Data to process:
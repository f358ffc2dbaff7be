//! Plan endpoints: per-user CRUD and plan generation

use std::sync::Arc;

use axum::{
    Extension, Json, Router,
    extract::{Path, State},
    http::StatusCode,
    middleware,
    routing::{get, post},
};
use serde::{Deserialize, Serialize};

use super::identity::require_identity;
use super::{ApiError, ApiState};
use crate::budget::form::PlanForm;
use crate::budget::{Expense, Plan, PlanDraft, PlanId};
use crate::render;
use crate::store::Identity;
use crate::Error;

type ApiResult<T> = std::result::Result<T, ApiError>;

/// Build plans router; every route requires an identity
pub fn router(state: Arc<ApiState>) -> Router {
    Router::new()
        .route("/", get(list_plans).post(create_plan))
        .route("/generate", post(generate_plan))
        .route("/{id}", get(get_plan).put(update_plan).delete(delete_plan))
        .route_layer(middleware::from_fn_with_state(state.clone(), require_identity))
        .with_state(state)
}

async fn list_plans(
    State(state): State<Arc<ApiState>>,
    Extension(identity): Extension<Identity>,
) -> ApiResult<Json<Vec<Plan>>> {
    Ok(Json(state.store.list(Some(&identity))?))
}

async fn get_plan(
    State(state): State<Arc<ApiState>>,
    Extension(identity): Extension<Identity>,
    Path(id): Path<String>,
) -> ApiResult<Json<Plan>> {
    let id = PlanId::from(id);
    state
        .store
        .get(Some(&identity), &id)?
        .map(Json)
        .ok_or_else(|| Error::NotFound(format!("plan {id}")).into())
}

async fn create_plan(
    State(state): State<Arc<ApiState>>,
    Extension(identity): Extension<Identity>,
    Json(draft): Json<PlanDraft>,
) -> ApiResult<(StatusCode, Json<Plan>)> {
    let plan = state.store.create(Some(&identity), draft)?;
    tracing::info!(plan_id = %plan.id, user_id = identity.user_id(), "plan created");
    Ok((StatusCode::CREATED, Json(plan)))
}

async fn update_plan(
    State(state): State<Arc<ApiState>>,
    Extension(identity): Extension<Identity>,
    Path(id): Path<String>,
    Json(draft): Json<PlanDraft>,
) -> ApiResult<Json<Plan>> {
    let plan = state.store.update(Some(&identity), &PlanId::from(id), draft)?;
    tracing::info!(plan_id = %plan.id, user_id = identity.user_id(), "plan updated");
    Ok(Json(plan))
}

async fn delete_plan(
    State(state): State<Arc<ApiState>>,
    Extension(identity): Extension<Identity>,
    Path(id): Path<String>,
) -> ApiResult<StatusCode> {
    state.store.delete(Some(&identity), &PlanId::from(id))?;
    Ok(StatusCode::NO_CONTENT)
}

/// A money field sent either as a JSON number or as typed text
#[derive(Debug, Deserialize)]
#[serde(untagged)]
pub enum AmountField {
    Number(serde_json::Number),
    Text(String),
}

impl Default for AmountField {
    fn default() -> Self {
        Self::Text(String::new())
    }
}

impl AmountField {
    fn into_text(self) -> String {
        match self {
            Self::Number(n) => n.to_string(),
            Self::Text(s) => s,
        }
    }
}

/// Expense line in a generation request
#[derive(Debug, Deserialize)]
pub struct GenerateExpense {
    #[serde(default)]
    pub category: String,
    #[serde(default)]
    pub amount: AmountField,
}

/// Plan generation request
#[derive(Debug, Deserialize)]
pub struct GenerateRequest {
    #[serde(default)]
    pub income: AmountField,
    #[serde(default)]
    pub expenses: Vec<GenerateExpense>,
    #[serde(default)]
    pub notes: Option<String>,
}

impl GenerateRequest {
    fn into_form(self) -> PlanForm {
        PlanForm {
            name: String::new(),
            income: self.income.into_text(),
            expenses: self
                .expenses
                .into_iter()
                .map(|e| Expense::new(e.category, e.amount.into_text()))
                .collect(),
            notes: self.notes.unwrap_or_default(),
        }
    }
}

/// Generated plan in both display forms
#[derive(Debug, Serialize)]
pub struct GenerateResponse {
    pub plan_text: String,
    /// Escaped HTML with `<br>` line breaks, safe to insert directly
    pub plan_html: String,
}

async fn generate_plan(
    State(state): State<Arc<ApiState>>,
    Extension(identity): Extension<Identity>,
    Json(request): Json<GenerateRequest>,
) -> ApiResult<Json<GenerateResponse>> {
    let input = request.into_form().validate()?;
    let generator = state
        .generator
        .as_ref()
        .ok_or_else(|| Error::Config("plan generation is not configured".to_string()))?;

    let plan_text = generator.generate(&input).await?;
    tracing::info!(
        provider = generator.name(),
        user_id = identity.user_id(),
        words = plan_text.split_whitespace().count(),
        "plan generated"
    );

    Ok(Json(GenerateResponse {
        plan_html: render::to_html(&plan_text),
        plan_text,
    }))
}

Exercise directions:
In the records, which lines mention the word "impl"? Copy those lines.

Result of this task:
impl Default for AmountField {
impl AmountField {
impl GenerateRequest {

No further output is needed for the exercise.